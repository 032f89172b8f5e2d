//! Core enums shared between the engine and its collaborators.

use chrono::{DateTime, Utc};
use serde::{Deserialize, Serialize};

/// Supported underlying assets for threshold markets.
#[derive(Debug, Clone, Copy, PartialEq, Eq, Hash, Serialize, Deserialize)]
#[serde(rename_all = "UPPERCASE")]
pub enum Asset {
    Btc,
    Eth,
    Sol,
    Xrp,
}

impl Asset {
    /// Returns the Deribit currency code used in instrument names.
    pub fn deribit_currency(&self) -> &'static str {
        match self {
            Asset::Btc => "BTC",
            Asset::Eth => "ETH",
            Asset::Sol => "SOL",
            Asset::Xrp => "XRP",
        }
    }

    /// Returns the display name.
    pub fn as_str(&self) -> &'static str {
        self.deribit_currency()
    }

    /// Whether Deribit settles this asset's options in a stablecoin
    /// (USDC-settled) rather than the native coin.
    ///
    /// BTC and ETH options settle in the native coin; the smaller
    /// altcoin options are USDC-settled.
    pub fn is_stable_settled(&self) -> bool {
        matches!(self, Asset::Sol | Asset::Xrp)
    }

    /// Builds a Deribit-style option instrument name, e.g.
    /// `BTC-26JUN26-100000-C` for a call at the given strike.
    pub fn call_instrument(&self, expiry: DateTime<Utc>, strike: rust_decimal::Decimal) -> String {
        format!(
            "{}-{}-{}-C",
            self.deribit_currency(),
            expiry.format("%-d%b%y").to_string().to_uppercase(),
            strike.normalize(),
        )
    }
}

impl std::fmt::Display for Asset {
    fn fmt(&self, f: &mut std::fmt::Formatter<'_>) -> std::fmt::Result {
        write!(f, "{}", self.as_str())
    }
}

impl std::str::FromStr for Asset {
    type Err = String;

    fn from_str(s: &str) -> Result<Self, Self::Err> {
        match s.to_uppercase().as_str() {
            "BTC" => Ok(Asset::Btc),
            "ETH" => Ok(Asset::Eth),
            "SOL" => Ok(Asset::Sol),
            "XRP" => Ok(Asset::Xrp),
            _ => Err(format!("Unknown asset: {}", s)),
        }
    }
}

/// Order side for trading.
#[derive(Debug, Clone, Copy, PartialEq, Eq, Hash, Serialize, Deserialize)]
#[serde(rename_all = "UPPERCASE")]
pub enum Side {
    Buy,
    Sell,
}

impl Side {
    pub fn opposite(&self) -> Self {
        match self {
            Side::Buy => Side::Sell,
            Side::Sell => Side::Buy,
        }
    }
}

impl std::fmt::Display for Side {
    fn fmt(&self, f: &mut std::fmt::Formatter<'_>) -> std::fmt::Result {
        match self {
            Side::Buy => write!(f, "BUY"),
            Side::Sell => write!(f, "SELL"),
        }
    }
}

/// Outcome token of a binary prediction market.
#[derive(Debug, Clone, Copy, PartialEq, Eq, Hash, Serialize, Deserialize)]
#[serde(rename_all = "UPPERCASE")]
pub enum Outcome {
    Yes,
    No,
}

impl Outcome {
    pub fn opposite(&self) -> Self {
        match self {
            Outcome::Yes => Outcome::No,
            Outcome::No => Outcome::Yes,
        }
    }
}

impl std::fmt::Display for Outcome {
    fn fmt(&self, f: &mut std::fmt::Formatter<'_>) -> std::fmt::Result {
        match self {
            Outcome::Yes => write!(f, "YES"),
            Outcome::No => write!(f, "NO"),
        }
    }
}

/// The two mutually exclusive strategies the evaluator compares.
///
/// `LongYes` buys the prediction-market YES side and hedges by shorting
/// the option leg; `ShortYes` mirrors it (short YES is economically long
/// NO). This is a closed set: evaluation dispatches on the variant, never
/// on loose strings or flags.
#[derive(Debug, Clone, Copy, PartialEq, Eq, Hash, Serialize, Deserialize)]
#[serde(rename_all = "snake_case")]
pub enum StrategyId {
    LongYes,
    ShortYes,
}

impl StrategyId {
    pub fn opposite(&self) -> Self {
        match self {
            StrategyId::LongYes => StrategyId::ShortYes,
            StrategyId::ShortYes => StrategyId::LongYes,
        }
    }

    /// Side taken on the prediction-market YES token.
    pub fn pm_side(&self) -> Side {
        match self {
            StrategyId::LongYes => Side::Buy,
            StrategyId::ShortYes => Side::Sell,
        }
    }

    pub fn as_str(&self) -> &'static str {
        match self {
            StrategyId::LongYes => "long_yes",
            StrategyId::ShortYes => "short_yes",
        }
    }
}

impl std::fmt::Display for StrategyId {
    fn fmt(&self, f: &mut std::fmt::Formatter<'_>) -> std::fmt::Result {
        write!(f, "{}", self.as_str())
    }
}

--

(Exercise):
So that the data stays intact, repeat all of it exactly.

(Written answer):
repository 032f89172b8f5e2d
//! Core enums shared between the engine and its collaborators.

use chrono::{DateTime, Utc};
use serde::{Deserialize, Serialize};

/// Supported underlying assets for threshold markets.
#[derive(Debug, Clone, Copy, PartialEq, Eq, Hash, Serialize, Deserialize)]
#[serde(rename_all = "UPPERCASE")]
pub enum Asset {
    Btc,
    Eth,
    Sol,
    Xrp,
}

impl Asset {
    /// Returns the Deribit currency code used in instrument names.
    pub fn deribit_currency(&self) -> &'static str {
        match self {
            Asset::Btc => "BTC",
            Asset::Eth => "ETH",
            Asset::Sol => "SOL",
            Asset::Xrp => "XRP",
        }
    }

    /// Returns the display name.
    pub fn as_str(&self) -> &'static str {
        self.deribit_currency()
    }

    /// Whether Deribit settles this asset's options in a stablecoin
    /// (USDC-settled) rather than the native coin.
    ///
    /// BTC and ETH options settle in the native coin; the smaller
    /// altcoin options are USDC-settled.
    pub fn is_stable_settled(&self) -> bool {
        matches!(self, Asset::Sol | Asset::Xrp)
    }

    /// Builds a Deribit-style option instrument name, e.g.
    /// `BTC-26JUN26-100000-C` for a call at the given strike.
    pub fn call_instrument(&self, expiry: DateTime<Utc>, strike: rust_decimal::Decimal) -> String {
        format!(
            "{}-{}-{}-C",
            self.deribit_currency(),
            expiry.format("%-d%b%y").to_string().to_uppercase(),
            strike.normalize(),
        )
    }
}

impl std::fmt::Display for Asset {
    fn fmt(&self, f: &mut std::fmt::Formatter<'_>) -> std::fmt::Result {
        write!(f, "{}", self.as_str())
    }
}

impl std::str::FromStr for Asset {
    type Err = String;

    fn from_str(s: &str) -> Result<Self, Self::Err> {
        match s.to_uppercase().as_str() {
            "BTC" => Ok(Asset::Btc),
            "ETH" => Ok(Asset::Eth),
            "SOL" => Ok(Asset::Sol),
            "XRP" => Ok(Asset::Xrp),
            _ => Err(format!("Unknown asset: {}", s)),
        }
    }
}

/// Order side for trading.
#[derive(Debug, Clone, Copy, PartialEq, Eq, Hash, Serialize, Deserialize)]
#[serde(rename_all = "UPPERCASE")]
pub enum Side {
    Buy,
    Sell,
}

impl Side {
    pub fn opposite(&self) -> Self {
        match self {
            Side::Buy => Side::Sell,
            Side::Sell => Side::Buy,
        }
    }
}

impl std::fmt::Display for Side {
    fn fmt(&self, f: &mut std::fmt::Formatter<'_>) -> std::fmt::Result {
        match self {
            Side::Buy => write!(f, "BUY"),
            Side::Sell => write!(f, "SELL"),
        }
    }
}

/// Outcome token of a binary prediction market.
#[derive(Debug, Clone, Copy, PartialEq, Eq, Hash, Serialize, Deserialize)]
#[serde(rename_all = "UPPERCASE")]
pub enum Outcome {
    Yes,
    No,
}

impl Outcome {
    pub fn opposite(&self) -> Self {
        match self {
            Outcome::Yes => Outcome::No,
            Outcome::No => Outcome::Yes,
        }
    }
}

impl std::fmt::Display for Outcome {
    fn fmt(&self, f: &mut std::fmt::Formatter<'_>) -> std::fmt::Result {
        match self {
            Outcome::Yes => write!(f, "YES"),
            Outcome::No => write!(f, "NO"),
        }
    }
}

/// The two mutually exclusive strategies the evaluator compares.
///
/// `LongYes` buys the prediction-market YES side and hedges by shorting
/// the option leg; `ShortYes` mirrors it (short YES is economically long
/// NO). This is a closed set: evaluation dispatches on the variant, never
/// on loose strings or flags.
#[derive(Debug, Clone, Copy, PartialEq, Eq, Hash, Serialize, Deserialize)]
#[serde(rename_all = "snake_case")]
pub enum StrategyId {
    LongYes,
    ShortYes,
}

impl StrategyId {
    pub fn opposite(&self) -> Self {
        match self {
            StrategyId::LongYes => StrategyId::ShortYes,
            StrategyId::ShortYes => StrategyId::LongYes,
        }
    }

    /// Side taken on the prediction-market YES token.
    pub fn pm_side(&self) -> Side {
        match self {
            StrategyId::LongYes => Side::Buy,
            StrategyId::ShortYes => Side::Sell,
        }
    }

    pub fn as_str(&self) -> &'static str {
        match self {
            StrategyId::LongYes => "long_yes",
            StrategyId::ShortYes => "short_yes",
        }
    }
}

impl std::fmt::Display for StrategyId {
    fn fmt(&self, f: &mut std::fmt::Formatter<'_>) -> std::fmt::Result {
        write!(f, "{}", self.as_str())
    }
}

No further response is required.